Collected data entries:
Segment Open

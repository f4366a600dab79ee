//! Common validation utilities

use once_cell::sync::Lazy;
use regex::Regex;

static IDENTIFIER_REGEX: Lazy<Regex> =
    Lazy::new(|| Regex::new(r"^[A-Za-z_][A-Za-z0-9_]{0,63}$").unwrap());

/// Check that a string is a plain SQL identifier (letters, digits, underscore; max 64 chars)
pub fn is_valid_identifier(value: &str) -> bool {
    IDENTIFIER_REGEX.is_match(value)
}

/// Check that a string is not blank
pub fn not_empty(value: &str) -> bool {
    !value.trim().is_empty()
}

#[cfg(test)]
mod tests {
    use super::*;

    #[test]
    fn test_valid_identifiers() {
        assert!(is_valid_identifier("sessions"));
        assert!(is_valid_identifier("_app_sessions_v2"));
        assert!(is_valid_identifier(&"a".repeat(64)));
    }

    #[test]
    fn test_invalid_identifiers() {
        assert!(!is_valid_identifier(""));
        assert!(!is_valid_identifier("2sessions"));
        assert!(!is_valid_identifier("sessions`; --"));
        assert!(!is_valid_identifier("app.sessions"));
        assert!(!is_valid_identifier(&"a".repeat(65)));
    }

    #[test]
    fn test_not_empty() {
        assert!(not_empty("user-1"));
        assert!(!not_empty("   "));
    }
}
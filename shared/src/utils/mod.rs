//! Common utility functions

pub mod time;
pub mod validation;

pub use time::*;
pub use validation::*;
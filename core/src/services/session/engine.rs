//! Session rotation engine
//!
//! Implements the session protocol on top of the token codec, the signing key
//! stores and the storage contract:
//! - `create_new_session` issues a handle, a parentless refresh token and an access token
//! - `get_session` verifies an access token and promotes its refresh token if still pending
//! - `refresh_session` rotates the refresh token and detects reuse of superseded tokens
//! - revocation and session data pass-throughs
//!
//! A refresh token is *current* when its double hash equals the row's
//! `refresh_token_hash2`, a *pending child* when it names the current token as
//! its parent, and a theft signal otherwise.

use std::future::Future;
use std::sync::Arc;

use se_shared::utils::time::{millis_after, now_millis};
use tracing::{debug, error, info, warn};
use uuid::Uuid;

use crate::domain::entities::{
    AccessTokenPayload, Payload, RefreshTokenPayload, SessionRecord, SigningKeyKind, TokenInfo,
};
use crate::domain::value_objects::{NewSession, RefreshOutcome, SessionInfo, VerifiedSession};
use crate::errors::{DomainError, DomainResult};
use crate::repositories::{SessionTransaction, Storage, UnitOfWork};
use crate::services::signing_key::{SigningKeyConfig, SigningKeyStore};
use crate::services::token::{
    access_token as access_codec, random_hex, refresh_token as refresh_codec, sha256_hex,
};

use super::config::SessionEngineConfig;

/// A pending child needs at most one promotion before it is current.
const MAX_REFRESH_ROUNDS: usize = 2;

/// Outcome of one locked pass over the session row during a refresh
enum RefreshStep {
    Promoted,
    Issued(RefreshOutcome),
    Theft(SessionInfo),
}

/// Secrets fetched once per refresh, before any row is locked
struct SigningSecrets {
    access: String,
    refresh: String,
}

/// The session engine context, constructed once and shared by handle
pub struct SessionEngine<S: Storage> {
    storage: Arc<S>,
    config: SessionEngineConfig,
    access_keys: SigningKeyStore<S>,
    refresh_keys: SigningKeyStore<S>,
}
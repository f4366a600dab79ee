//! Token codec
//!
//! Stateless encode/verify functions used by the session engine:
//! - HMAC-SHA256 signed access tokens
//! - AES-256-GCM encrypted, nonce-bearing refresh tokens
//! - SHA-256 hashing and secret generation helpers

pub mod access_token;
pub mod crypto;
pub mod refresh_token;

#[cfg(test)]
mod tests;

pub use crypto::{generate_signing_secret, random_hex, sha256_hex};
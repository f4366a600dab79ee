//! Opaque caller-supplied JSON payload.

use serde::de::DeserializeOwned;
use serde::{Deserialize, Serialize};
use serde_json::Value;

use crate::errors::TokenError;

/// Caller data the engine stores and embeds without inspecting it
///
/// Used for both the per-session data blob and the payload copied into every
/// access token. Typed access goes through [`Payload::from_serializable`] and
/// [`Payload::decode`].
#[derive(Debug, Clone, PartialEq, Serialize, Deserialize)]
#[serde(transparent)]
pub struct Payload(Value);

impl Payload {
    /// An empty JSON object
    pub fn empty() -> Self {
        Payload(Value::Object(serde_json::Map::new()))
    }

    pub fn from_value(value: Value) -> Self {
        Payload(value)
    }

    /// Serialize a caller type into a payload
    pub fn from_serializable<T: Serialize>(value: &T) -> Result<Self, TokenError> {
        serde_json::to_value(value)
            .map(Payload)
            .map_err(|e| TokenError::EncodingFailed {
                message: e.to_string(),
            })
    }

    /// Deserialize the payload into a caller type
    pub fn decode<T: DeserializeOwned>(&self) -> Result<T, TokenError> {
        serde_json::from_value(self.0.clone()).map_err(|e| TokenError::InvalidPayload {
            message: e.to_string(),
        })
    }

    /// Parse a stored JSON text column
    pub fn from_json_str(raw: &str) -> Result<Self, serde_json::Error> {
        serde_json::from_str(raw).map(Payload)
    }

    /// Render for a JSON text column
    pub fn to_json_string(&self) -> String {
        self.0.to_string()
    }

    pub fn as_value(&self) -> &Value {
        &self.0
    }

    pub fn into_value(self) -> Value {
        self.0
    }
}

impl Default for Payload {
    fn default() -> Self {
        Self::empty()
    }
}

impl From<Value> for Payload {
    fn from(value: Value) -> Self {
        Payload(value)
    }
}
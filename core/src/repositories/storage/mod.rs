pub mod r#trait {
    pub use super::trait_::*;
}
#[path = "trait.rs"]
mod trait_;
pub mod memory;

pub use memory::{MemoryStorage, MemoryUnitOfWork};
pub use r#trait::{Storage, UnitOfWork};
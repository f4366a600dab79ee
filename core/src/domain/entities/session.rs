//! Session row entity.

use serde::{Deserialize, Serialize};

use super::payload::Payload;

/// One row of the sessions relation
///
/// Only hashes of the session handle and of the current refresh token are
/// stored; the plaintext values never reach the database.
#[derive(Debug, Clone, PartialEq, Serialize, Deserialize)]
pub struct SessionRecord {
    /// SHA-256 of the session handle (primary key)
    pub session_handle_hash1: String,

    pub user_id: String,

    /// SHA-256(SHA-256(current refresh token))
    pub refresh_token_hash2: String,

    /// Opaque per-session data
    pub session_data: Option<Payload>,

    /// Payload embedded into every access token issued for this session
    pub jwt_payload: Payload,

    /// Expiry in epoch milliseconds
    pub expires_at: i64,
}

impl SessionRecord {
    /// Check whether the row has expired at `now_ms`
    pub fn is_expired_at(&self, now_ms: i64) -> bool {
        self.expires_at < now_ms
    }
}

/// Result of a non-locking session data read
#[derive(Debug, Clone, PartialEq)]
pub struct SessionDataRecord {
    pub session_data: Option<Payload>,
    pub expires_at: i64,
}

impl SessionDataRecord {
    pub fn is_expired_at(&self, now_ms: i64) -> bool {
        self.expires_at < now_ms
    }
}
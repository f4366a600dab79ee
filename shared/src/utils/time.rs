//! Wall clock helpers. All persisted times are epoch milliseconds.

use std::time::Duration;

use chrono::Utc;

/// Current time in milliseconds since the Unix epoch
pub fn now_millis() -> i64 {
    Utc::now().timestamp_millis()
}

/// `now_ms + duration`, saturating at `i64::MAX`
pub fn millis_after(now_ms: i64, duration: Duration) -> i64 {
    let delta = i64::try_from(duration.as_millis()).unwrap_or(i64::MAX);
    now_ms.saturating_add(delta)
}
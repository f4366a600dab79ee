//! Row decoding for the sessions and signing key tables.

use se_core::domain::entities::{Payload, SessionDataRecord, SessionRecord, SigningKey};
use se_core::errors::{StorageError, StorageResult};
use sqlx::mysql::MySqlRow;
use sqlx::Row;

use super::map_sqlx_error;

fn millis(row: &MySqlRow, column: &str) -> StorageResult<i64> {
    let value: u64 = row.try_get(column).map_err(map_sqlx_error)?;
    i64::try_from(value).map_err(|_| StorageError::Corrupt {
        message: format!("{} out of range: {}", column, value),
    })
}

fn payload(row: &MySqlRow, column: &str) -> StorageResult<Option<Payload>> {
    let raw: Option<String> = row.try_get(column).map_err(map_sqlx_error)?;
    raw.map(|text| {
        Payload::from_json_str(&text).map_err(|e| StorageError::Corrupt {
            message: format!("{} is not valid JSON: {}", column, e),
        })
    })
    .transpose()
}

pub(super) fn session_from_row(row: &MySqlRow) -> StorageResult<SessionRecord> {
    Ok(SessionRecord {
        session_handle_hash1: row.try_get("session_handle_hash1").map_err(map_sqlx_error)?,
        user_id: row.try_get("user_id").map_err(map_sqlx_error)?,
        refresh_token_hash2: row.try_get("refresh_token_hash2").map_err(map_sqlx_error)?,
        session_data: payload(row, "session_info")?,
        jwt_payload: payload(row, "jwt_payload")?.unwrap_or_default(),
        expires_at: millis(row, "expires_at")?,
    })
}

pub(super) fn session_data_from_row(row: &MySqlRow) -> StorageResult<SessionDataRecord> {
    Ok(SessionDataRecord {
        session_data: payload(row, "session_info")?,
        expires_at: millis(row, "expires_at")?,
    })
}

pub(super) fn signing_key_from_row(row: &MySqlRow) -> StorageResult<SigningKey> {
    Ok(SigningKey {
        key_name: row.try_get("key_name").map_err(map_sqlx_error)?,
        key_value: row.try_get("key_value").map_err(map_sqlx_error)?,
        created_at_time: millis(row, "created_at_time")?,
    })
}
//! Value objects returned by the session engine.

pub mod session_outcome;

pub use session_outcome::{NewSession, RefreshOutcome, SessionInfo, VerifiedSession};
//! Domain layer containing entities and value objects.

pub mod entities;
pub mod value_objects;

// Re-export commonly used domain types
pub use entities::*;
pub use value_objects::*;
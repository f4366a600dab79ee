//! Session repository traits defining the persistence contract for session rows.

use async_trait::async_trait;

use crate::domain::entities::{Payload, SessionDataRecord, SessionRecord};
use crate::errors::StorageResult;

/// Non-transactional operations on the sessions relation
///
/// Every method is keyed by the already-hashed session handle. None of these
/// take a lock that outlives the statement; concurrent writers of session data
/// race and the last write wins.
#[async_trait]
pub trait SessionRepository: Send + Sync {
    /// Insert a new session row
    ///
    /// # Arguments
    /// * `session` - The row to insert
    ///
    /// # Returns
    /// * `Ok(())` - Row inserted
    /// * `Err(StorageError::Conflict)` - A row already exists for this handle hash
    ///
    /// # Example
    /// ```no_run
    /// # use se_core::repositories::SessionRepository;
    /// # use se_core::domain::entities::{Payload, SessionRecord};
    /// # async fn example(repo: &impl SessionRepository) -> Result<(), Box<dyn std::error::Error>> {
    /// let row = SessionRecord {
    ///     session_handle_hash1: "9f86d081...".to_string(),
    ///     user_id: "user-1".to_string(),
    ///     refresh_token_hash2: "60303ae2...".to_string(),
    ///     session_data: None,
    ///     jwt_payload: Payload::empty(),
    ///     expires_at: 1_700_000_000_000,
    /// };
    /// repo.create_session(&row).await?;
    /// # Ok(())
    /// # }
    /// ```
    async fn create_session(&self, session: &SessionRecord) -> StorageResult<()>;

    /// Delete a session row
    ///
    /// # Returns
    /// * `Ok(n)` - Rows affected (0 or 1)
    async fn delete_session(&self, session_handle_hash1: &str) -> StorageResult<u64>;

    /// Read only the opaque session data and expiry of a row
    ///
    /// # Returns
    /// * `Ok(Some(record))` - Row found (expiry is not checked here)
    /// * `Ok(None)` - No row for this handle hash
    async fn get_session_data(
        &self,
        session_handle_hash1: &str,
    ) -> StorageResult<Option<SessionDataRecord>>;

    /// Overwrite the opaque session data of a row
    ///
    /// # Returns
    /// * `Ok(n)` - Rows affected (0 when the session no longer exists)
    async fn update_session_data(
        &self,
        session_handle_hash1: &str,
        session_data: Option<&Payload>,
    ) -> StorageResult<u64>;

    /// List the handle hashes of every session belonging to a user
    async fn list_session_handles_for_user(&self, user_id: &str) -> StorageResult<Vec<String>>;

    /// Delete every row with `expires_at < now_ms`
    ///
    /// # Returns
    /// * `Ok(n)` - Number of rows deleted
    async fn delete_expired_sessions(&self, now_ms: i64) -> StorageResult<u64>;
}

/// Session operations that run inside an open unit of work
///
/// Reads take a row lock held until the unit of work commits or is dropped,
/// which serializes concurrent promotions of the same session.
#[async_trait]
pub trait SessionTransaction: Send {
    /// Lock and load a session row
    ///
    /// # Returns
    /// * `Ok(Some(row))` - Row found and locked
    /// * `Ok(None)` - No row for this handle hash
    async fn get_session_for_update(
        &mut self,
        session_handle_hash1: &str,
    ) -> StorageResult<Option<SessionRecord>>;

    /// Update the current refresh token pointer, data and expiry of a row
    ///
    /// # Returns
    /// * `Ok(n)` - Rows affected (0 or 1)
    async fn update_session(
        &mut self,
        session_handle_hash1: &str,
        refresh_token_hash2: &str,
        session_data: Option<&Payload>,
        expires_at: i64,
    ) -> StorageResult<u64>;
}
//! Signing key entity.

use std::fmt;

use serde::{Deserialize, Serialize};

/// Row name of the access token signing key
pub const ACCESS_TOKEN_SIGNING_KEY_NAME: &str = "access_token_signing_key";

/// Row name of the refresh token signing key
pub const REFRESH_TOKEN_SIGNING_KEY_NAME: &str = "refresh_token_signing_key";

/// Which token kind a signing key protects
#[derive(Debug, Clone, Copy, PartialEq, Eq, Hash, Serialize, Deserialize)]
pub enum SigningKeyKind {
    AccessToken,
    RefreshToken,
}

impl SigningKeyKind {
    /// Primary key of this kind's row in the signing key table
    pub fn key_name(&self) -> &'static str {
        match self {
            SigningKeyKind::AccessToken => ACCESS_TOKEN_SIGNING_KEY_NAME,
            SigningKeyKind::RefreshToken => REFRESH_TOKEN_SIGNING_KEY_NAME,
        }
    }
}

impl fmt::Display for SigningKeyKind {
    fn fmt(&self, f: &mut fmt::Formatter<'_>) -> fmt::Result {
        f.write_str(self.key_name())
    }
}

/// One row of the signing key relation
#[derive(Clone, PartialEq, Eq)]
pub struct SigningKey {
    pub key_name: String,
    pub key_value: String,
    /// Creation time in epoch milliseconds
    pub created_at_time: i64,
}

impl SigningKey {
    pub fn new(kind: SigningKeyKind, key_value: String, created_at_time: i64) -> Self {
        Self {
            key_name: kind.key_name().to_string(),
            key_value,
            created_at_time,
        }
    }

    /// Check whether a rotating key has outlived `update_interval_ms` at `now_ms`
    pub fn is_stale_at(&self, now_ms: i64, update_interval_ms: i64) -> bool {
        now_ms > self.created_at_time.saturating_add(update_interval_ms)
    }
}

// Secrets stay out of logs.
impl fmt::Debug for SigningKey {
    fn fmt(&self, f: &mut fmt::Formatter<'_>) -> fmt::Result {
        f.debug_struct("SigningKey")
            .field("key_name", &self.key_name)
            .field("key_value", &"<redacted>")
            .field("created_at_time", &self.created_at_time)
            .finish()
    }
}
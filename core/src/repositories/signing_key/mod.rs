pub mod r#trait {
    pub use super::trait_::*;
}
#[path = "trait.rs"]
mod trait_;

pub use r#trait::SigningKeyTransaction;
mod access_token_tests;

Segment Closed

EXERCISE INSTRUCTIONS:
Copy out each line of the data above, exactly, if it lies between the line holding "pub const ACCESS_TOKEN_SIGNING_KEY_NAME: &str" and the line holding "signing key protects", inclusive; copy no other line.

COMPLETED TASK:
pub const ACCESS_TOKEN_SIGNING_KEY_NAME: &str = "access_token_signing_key";

/// Row name of the refresh token signing key
pub const REFRESH_TOKEN_SIGNING_KEY_NAME: &str = "refresh_token_signing_key";

/// Which token kind a signing key protects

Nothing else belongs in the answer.